'Markle Debacle' puts palace in a spin

London (AFP) –


The circus surrounding Meghan Markle's family has caught Prince Harry and the palace on the hop, with precious little time left to get a grip ahead of Saturday's wedding, experts said.

It is a nightmare situation for the British royal and the former US TV star in the final hours before they tie the knot at Windsor Castle -- but one that many quarters say could have been prevented.

Markle's reclusive father Thomas is in hospital recovering from a heart operation, having been caught in a fiasco of his own making posing for staged paparazzi photos.

Her uninvited half-brother Tom Junior is hanging around outside the castle walls, while his ex-wife and children have also flown into London for their own merry-making reasons.

Markle's half-sister Samantha Grant -- also persona non grata, and also reportedly hospitalised after a paparazzi-dodging car crash -- has been venting forthrightly on numerous television stations.

The Daily Mirror quoted palace staff calling the marriage preparations the "Markle Debacle".

The entire scenario has left Harry's Kensington Palace operation under fire from all corners for failing to see it coming.

"Kensington Palace has missed a trick with the whole family," veteran royal biographer Penny Junor told AFP.

"The relatives have become a bigger story than the event itself, which is tragic," said the author of "Prince Harry: Brother. Soldier. Son. Husband."

"Kensington Palace could have despatched someone across the Atlantic to help them, give a bit of advice and moral support and prepare them."

She added: "I also suspect that Meghan missed a trick in not inviting her half-brother and half-sister to the wedding. Much safer to have them inside the tent than outside."

Newspapers have been piling into Kensington Palace for naively leaving Thomas Markle floundering.

- 'Shambolic' attitude -

The Times columnist Jenni Russell said the palace "can't continue with this slightly disdainful, shambolic, cope-as-you-can attitude to those they co-opt into a circle of stratospheric fame".

She quoted a courtier as saying Kensington Palace "know they've dropped the ball on this. They're acutely embarrassed about it, and they're desperately playing catch-up.

"They're kicking themselves now."

Jane Moore, The Sun's former royal correspondent, suggested the palace should have read "media management for dummies" and stepped in months ago.

"It chose to ignore the speeding train heading towards the broken track," she wrote.

Moore said Thomas Markle should have been flown first class to Britain, put up in one of the crown's private cottages and talked through what to expect, with a photograph released of him with his daughter and Harry.

"The palace's failure to be pro-active has now necessitated a too little, too late reaction," Moore wrote.

Kensington Palace has been tight-lipped over the Markle crisis, refusing to go beyond its brief statements.

It is unlikely to admit any mistakes publicly.

Royal biographer Andrew Morton said the palace was a tighter circle than in the past, with fewer trusted staff in the loop due to the exceptionally cautious nature of Prince William, Harry's older brother.

"Kensington Palace like Buckingham Palace, is a place of rumour, hearsay and gossip.

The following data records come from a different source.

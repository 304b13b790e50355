//! Demo account seeding
//!
//! Ensures a fixed set of accounts exists at startup. Accounts whose
//! username is already taken are skipped; everything else is written in a
//! single commit.

use account_core::{Role, RoleSet, User};
use account_service::{ServiceContext, ServiceResult};
use tracing::{debug, info, instrument};

/// Demo account: first name, last name, username/password, role
struct DemoAccount {
    first_name: &'static str,
    last_name: &'static str,
    username: &'static str,
    password: &'static str,
    role: Role,
}

const DEMO_ACCOUNTS: [DemoAccount; 4] = [
    DemoAccount {
        first_name: "Admin",
        last_name: "Admin",
        username: "admin",
        password: "admin",
        role: Role::Admin,
    },
    DemoAccount {
        first_name: "Manager",
        last_name: "Manager",
        username: "manager",
        password: "manager",
        role: Role::Manager,
    },
    DemoAccount {
        first_name: "Doctor",
        last_name: "Doctor",
        username: "doctor",
        password: "doctor",
        role: Role::Doctor,
    },
    DemoAccount {
        first_name: "User",
        last_name: "User",
        username: "user",
        password: "user",
        role: Role::User,
    },
];

/// Create the demo accounts that do not exist yet, returning how many were
/// created
#[instrument(skip(ctx))]
pub async fn seed_demo_accounts(ctx: &ServiceContext) -> ServiceResult<usize> {
    let uow = ctx.database().begin().await?;
    let users = uow.users();
    let mut created = 0;

    for account in &DEMO_ACCOUNTS {
        if users.username_exists(account.username).await? {
            debug!(username = account.username, "Demo account already present");
            continue;
        }

        let user = User::new(
            account.first_name.to_string(),
            account.last_name.to_string(),
            account.username.to_string(),
            ctx.hasher().hash(account.password)?,
            RoleSet::from([account.role]),
            ctx.clock().now(),
        );
        users.add(&user).await?;
        created += 1;
    }

    uow.commit().await?;

    info!(created, "Demo accounts seeded");
    Ok(created)
}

Essentially, what happens inside stays inside," he told AFP.

- 'He has changed' -

Reports suggested Harry, 33, who is deeply sensitive to press intrusion, is very upset about what has happened to the father-in-law he has yet to meet.

Harry struggled to find lasting love, with previous girlfriends such as Chelsy Davy and Cressida Bonas feeling the scrutiny all too much.

Markle, 36, a self-made star and humanitarian advocate, is a polished performer who embraces the limelight.

But not so her family. Her father's absence on her big day has saddened her, according to her own statement announcing his non-attendance.

"He'll absolutely be hating it. He will be feeling guilty that all of this is happening to the woman he loves because of who he is," said Junor.

For years a reluctant royal, and thrown by his mother Diana's death in 1997, he has finally straightened himself out and embraced his position, realising through his Invictus Games for wounded veterans that he can use his status for a greater good.

Finding, at long last, the right partner to share his life and work with should have been the bookend to his turbulent youth.

"He has changed, he's grown up, he's matured," said Junor.

"Harry is in a really good place and heading in a very good direction at the moment. It would be terrible if this knocked him off that course."